José María Latorre: Instantáneas





El flash disparado por el mecanismo fotográfico oculto en las entrañas de la máquina le deslumbró más de lo habitual cuan­do descargó sobre su rostro los cuatro relámpagos seguidos. Luego le pareció recordar vagamente que una de las veces había entrecerrado los ojos o fruncido el ceño, pero eso no justificaba el hecho de que las cuatro fotografías ofrecidas en una tira de cartulina barata todavía húmeda, que había sido literalmente vomitada por una de las aberturas de la máquina, mostraran el rostro de un hombre distinto: no se reconoció ni en las facciones, ni en el cabello canoso, ni en la expresión asus­tada de la persona de las fotografías. Tampoco lo explicaba la molesta sensación, mezcla de asco, angustia y temor, que había experimentado al sentarse en el taburete y hacerlo girar para adecuar su elevada estatura a la altura de la flecha negra que había marcada al lado de las instrucciones para el uso de la máquina. Ni el olor repugnante, anormal, que le había agredi­do al entrar en la cabina y que le había perturbado tanto como, creía, perturban los olores de las habitaciones que se abren des­pués de llevar cerradas varios años y el peculiar olor de los cementerios en verano.
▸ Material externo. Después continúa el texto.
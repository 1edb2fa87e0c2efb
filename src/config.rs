use crate::global_variables::{API_BASE_URL, FRAMES_DIR, REQUEST_TIMEOUT_SECS, TICK_INTERVAL_MS};
use clap::Args;
use std::path::PathBuf;
use std::time::Duration;

/// Runtime settings shared by the binaries.
#[derive(Debug, Clone, PartialEq)]
pub struct Config {
    /// Base URL of the JSON store, without a trailing slash.
    pub api_url: String,
    pub request_timeout: Duration,
    /// Interval between two simulation ticks.
    pub tick_interval: Duration,
    /// Directory the bitmap renderer writes frames into.
    pub frames_dir: PathBuf,
}

impl Default for Config {
    fn default() -> Self {
        Self {
            api_url: API_BASE_URL.to_string(),
            request_timeout: Duration::from_secs(REQUEST_TIMEOUT_SECS),
            tick_interval: Duration::from_millis(TICK_INTERVAL_MS),
            frames_dir: PathBuf::from(FRAMES_DIR),
        }
    }
}

/// Command-line flags, each with an environment fallback.
#[derive(Debug, Clone, Args)]
pub struct ConfigArgs {
    /// Base URL of the scenarios/vehicles REST store
    #[arg(long, env = "DASHBOARD_API_URL", default_value = API_BASE_URL)]
    pub api_url: String,

    /// Request timeout in seconds
    #[arg(long, env = "DASHBOARD_TIMEOUT_SECS", default_value_t = REQUEST_TIMEOUT_SECS)]
    pub timeout_secs: u64,

    /// Simulation tick interval in milliseconds
    #[arg(long, env = "DASHBOARD_TICK_MS", default_value_t = TICK_INTERVAL_MS)]
    pub tick_ms: u64,

    /// Directory for rendered frames
    #[arg(long, env = "DASHBOARD_FRAMES_DIR", default_value = FRAMES_DIR)]
    pub frames_dir: PathBuf,
}

impl From<ConfigArgs> for Config {
    fn from(args: ConfigArgs) -> Self {
        Self {
            api_url: args.api_url.trim_end_matches('/').to_string(),
            request_timeout: Duration::from_secs(args.timeout_secs),
            // A zero period would make tokio's interval panic.
            tick_interval: Duration::from_millis(args.tick_ms.max(1)),
            frames_dir: args.frames_dir,
        }
    }
}

#[cfg(test)]
mod tests {
    use super::*;

    #[test]
    fn args_are_normalized() {
        let config = Config::from(ConfigArgs {
            api_url: "http://localhost:3000/".to_string(),
            timeout_secs: 5,
            tick_ms: 0,
            frames_dir: PathBuf::from("out"),
        });
        assert_eq!(config.api_url, "http://localhost:3000");
        assert_eq!(config.request_timeout, Duration::from_secs(5));
        assert_eq!(config.tick_interval, Duration::from_millis(1));
        assert_eq!(config.frames_dir, PathBuf::from("out"));
    }

    #[test]
    fn defaults_point_at_hosted_store() {
        let config = Config::default();
        assert_eq!(config.api_url, API_BASE_URL);
        assert_eq!(config.tick_interval, Duration::from_millis(1000));
    }
}
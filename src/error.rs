use crate::models::RecordId;

/// Everything that can go wrong between the dashboard, the REST store and the renderer.
#[derive(Debug, thiserror::Error)]
pub enum DashboardError {
    /// Transport failure talking to the store
    #[error("request failed: {0}")]
    Http(#[from] reqwest::Error),

    /// The store answered with a non-success status
    #[error("{context}: server responded with status {status}")]
    Status { status: u16, context: String },

    /// Form input rejected before anything was sent
    #[error("{0}")]
    Validation(String),

    #[error("{kind} {id} not found")]
    NotFound { kind: &'static str, id: RecordId },

    /// Interactive input reached end of file
    #[error("input closed")]
    InputClosed,

    #[error("render failed: {0}")]
    Render(String),

    #[error(transparent)]
    Io(#[from] std::io::Error),

    #[error(transparent)]
    Csv(#[from] csv::Error),
}

impl DashboardError {
    pub fn scenario_not_found(id: &RecordId) -> Self {
        DashboardError::NotFound {
            kind: "scenario",
            id: id.clone(),
        }
    }

    pub fn vehicle_not_found(id: &RecordId) -> Self {
        DashboardError::NotFound {
            kind: "vehicle",
            id: id.clone(),
        }
    }
}

pub type Result<T> = std::result::Result<T, DashboardError>;
use crate::error::{DashboardError, Result};
use crate::models::Vehicle;
use crate::simulation_engine::grid::Canvas;
use plotters::prelude::*;
use rand::rngs::SmallRng;
use rand::{Rng, SeedableRng};
use serde::Serialize;
use std::fs;
use std::io::Write;
use std::path::{Path, PathBuf};

/// Everything needed to draw one state of the simulation.
#[derive(Debug, Clone, Copy)]
pub struct Frame<'a> {
    /// 0 for the initial drawing, then one per tick.
    pub tick: u64,
    pub canvas: &'a Canvas,
    pub vehicles: &'a [Vehicle],
}

/// Receives every frame the simulation produces.
pub trait FrameRenderer {
    fn draw(&mut self, frame: &Frame<'_>) -> Result<()>;
}

impl<R: FrameRenderer + ?Sized> FrameRenderer for &mut R {
    fn draw(&mut self, frame: &Frame<'_>) -> Result<()> {
        (**self).draw(frame)
    }
}

impl<R: FrameRenderer> FrameRenderer for Option<R> {
    fn draw(&mut self, frame: &Frame<'_>) -> Result<()> {
        match self {
            Some(renderer) => renderer.draw(frame),
            None => Ok(()),
        }
    }
}

impl<A: FrameRenderer, B: FrameRenderer> FrameRenderer for (A, B) {
    fn draw(&mut self, frame: &Frame<'_>) -> Result<()> {
        self.0.draw(frame)?;
        self.1.draw(frame)
    }
}

fn render_error<E: std::fmt::Display>(e: E) -> DashboardError {
    DashboardError::Render(e.to_string())
}

/// Draws each frame into a PNG: green grid, one filled circle per vehicle.
///
/// Vehicles get a fresh random colour on every frame.
pub struct BitmapRenderer {
    output_dir: PathBuf,
    rng: SmallRng,
}

impl BitmapRenderer {
    pub fn new(output_dir: impl Into<PathBuf>) -> Result<Self> {
        let output_dir = output_dir.into();
        fs::create_dir_all(&output_dir)?;
        Ok(Self {
            output_dir,
            rng: SmallRng::from_rng(&mut rand::rng()),
        })
    }

    /// Same as `new` but with reproducible colours.
    pub fn with_seed(output_dir: impl Into<PathBuf>, seed: u64) -> Result<Self> {
        let mut renderer = Self::new(output_dir)?;
        renderer.rng = SmallRng::seed_from_u64(seed);
        Ok(renderer)
    }

    pub fn frame_path(&self, tick: u64) -> PathBuf {
        self.output_dir.join(format!("frame_{tick:05}.png"))
    }

    fn random_color(&mut self) -> RGBColor {
        let packed: u32 = self.rng.random_range(0..0xFF_FFFF);
        RGBColor((packed >> 16) as u8, (packed >> 8) as u8, packed as u8)
    }
}

impl FrameRenderer for BitmapRenderer {
    fn draw(&mut self, frame: &Frame<'_>) -> Result<()> {
        let canvas = frame.canvas;
        let path = self.frame_path(frame.tick);
        let root = BitMapBackend::new(&path, (canvas.width, canvas.height)).into_drawing_area();
        root.fill(&WHITE).map_err(render_error)?;

        for (from, to) in canvas.grid_lines() {
            root.draw(&PathElement::new(vec![from, to], GREEN))
                .map_err(render_error)?;
        }

        for vehicle in frame.vehicles {
            let center = canvas.to_screen(vehicle.position_x, vehicle.position_y);
            if !canvas.is_visible(center) {
                continue;
            }
            let color = self.random_color();
            root.draw(&Circle::new(
                center,
                canvas.vehicle_radius as i32,
                color.filled(),
            ))
            .map_err(render_error)?;
        }

        root.present().map_err(render_error)?;
        log::debug!("frame {} written to {}", frame.tick, path.display());
        Ok(())
    }
}

#[derive(Debug, Serialize)]
struct TrajectoryRecord<'a> {
    tick: u64,
    vehicle_id: &'a str,
    name: &'a str,
    position_x: f64,
    position_y: f64,
    direction: &'a str,
}

/// Writes one CSV row per vehicle per frame.
pub struct TrajectoryLog<W: Write> {
    writer: csv::Writer<W>,
}

impl TrajectoryLog<fs::File> {
    pub fn create(path: impl AsRef<Path>) -> Result<Self> {
        Ok(Self {
            writer: csv::Writer::from_path(path)?,
        })
    }
}

impl<W: Write> TrajectoryLog<W> {
    pub fn from_writer(writer: W) -> Self {
        Self {
            writer: csv::Writer::from_writer(writer),
        }
    }

    pub fn into_inner(self) -> Result<W> {
        self.writer
            .into_inner()
            .map_err(|e| DashboardError::Io(e.into_error()))
    }
}

impl<W: Write> FrameRenderer for TrajectoryLog<W> {
    fn draw(&mut self, frame: &Frame<'_>) -> Result<()> {
        for vehicle in frame.vehicles {
            self.writer.serialize(TrajectoryRecord {
                tick: frame.tick,
                vehicle_id: vehicle.id.as_str(),
                name: &vehicle.name,
                position_x: vehicle.position_x,
                position_y: vehicle.position_y,
                direction: vehicle.direction.map(|d| d.as_str()).unwrap_or(""),
            })?;
        }
        self.writer.flush()?;
        Ok(())
    }
}
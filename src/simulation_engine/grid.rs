use crate::global_variables::{CANVAS_HEIGHT, CANVAS_WIDTH, GRID_SPACING, VEHICLE_RADIUS};

/// A straight grid line in screen coordinates.
pub type GridLine = ((i32, i32), (i32, i32));

/// The drawing surface the simulation is rendered onto.
#[derive(Debug, Clone, Copy, PartialEq, Eq)]
pub struct Canvas {
    pub width: u32,
    pub height: u32,
    /// Distance between grid lines on both axes.
    pub grid_spacing: u32,
    pub vehicle_radius: u32,
}

impl Default for Canvas {
    fn default() -> Self {
        Self {
            width: CANVAS_WIDTH,
            height: CANVAS_HEIGHT,
            grid_spacing: GRID_SPACING,
            vehicle_radius: VEHICLE_RADIUS,
        }
    }
}

impl Canvas {
    /// Maps a world position to pixel coordinates. The y axis is inverted so
    /// that y = 0 sits on the bottom edge.
    pub fn to_screen(&self, x: f64, y: f64) -> (i32, i32) {
        let sx = x.round() as i32;
        let sy = (f64::from(self.height) - y).round() as i32;
        (sx, sy)
    }

    /// Whether a circle of the vehicle radius centred at `point` touches the canvas.
    pub fn is_visible(&self, (sx, sy): (i32, i32)) -> bool {
        let r = self.vehicle_radius as i32;
        sx + r >= 0 && sy + r >= 0 && sx - r <= self.width as i32 && sy - r <= self.height as i32
    }

    /// Horizontal lines first, then vertical ones. Both edges at 0 are
    /// included, and the far edge when the size is a multiple of the spacing.
    pub fn grid_lines(&self) -> Vec<GridLine> {
        if self.grid_spacing == 0 {
            return Vec::new();
        }
        let (w, h) = (self.width as i32, self.height as i32);
        let step = self.grid_spacing as usize;

        let horizontal = (0..=h).step_by(step).map(|y| ((0, y), (w, y)));
        let vertical = (0..=w).step_by(step).map(|x| ((x, 0), (x, h)));
        horizontal.chain(vertical).collect()
    }
}
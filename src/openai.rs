//! OpenAI client configuration with sensible defaults.

use crate::error::{KingbotError, Result};
use async_openai::{config::OpenAIConfig, Client};
use std::time::Duration;

/// Default timeout for OpenAI API requests (5 minutes).
pub const DEFAULT_TIMEOUT_SECS: u64 = 300;

/// Create an OpenAI client with the default timeout.
///
/// When `api_key` is `None` the client falls back to `OPENAI_API_KEY`.
pub fn create_client(api_key: Option<&str>) -> Result<Client<OpenAIConfig>> {
    create_client_with_timeout(api_key, Duration::from_secs(DEFAULT_TIMEOUT_SECS))
}

/// Create an OpenAI client with a custom timeout.
pub fn create_client_with_timeout(
    api_key: Option<&str>,
    timeout: Duration,
) -> Result<Client<OpenAIConfig>> {
    let http_client = reqwest::Client::builder()
        .timeout(timeout)
        .build()
        .map_err(|e| KingbotError::OpenAI(format!("Failed to create HTTP client: {}", e)))?;

    let config = match api_key.filter(|k| !k.is_empty()) {
        Some(key) => OpenAIConfig::new().with_api_key(key),
        None => OpenAIConfig::default(),
    };

    Ok(Client::with_config(config).with_http_client(http_client))
}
Olía como se figuraba que debían de

oler los viejos panteones y las viejas criptas. Un olor absurdo, inexplicable, porque el interior de aquella cabina de fotografía instantánea estaba continuamente ventilado, pues sólo una cortinilla de tela negra aislaba el interior del exterior, y porque no era verano sino invierno. Casi sonrió al pensar que tampo­co estaba en un cementerio, en una cripta o en un panteón. Pero olía a rancio, a polvo acumulado y a materias orgánicas en descomposición. Y las cuatro fotografías que le había entre­gado la máquina tras una especie de gruñido no eran las suyas. La única explicación posible era que pertenecieran al anterior usuario, ya que en esos aparatos automáticos las fotografías tardan cierto tiempo en salir; a veces, incluso, muchos minu­tos: a él mismo le había sucedido años atrás; un defecto del mecanismo, le dijeron. Quizás el anterior usuario, el propieta­rio de aquella cara envejecida, asustada, se había marchado, cansado de esperar unas fotografías que no recibía y pensando que debería efectuar una reclamación al nombre y al teléfono indicados en una pequeña placa metálica. Hay máquinas defectuosas y otras que se averían, pensó Elías, y ésta era una de ellas, lo cual podía significar que sus fotografías no saldrían o, en el mejor de los casos, que aún tardarían varios minutos en salir. Esperaría; no tenía prisa. Por unos momentos, la situa­ción le pareció divertida, pensando en la posibilidad de que la avería o el defecto de la máquina estuviera obsequiando a dia­rio a unos clientes con las fotografías de otros.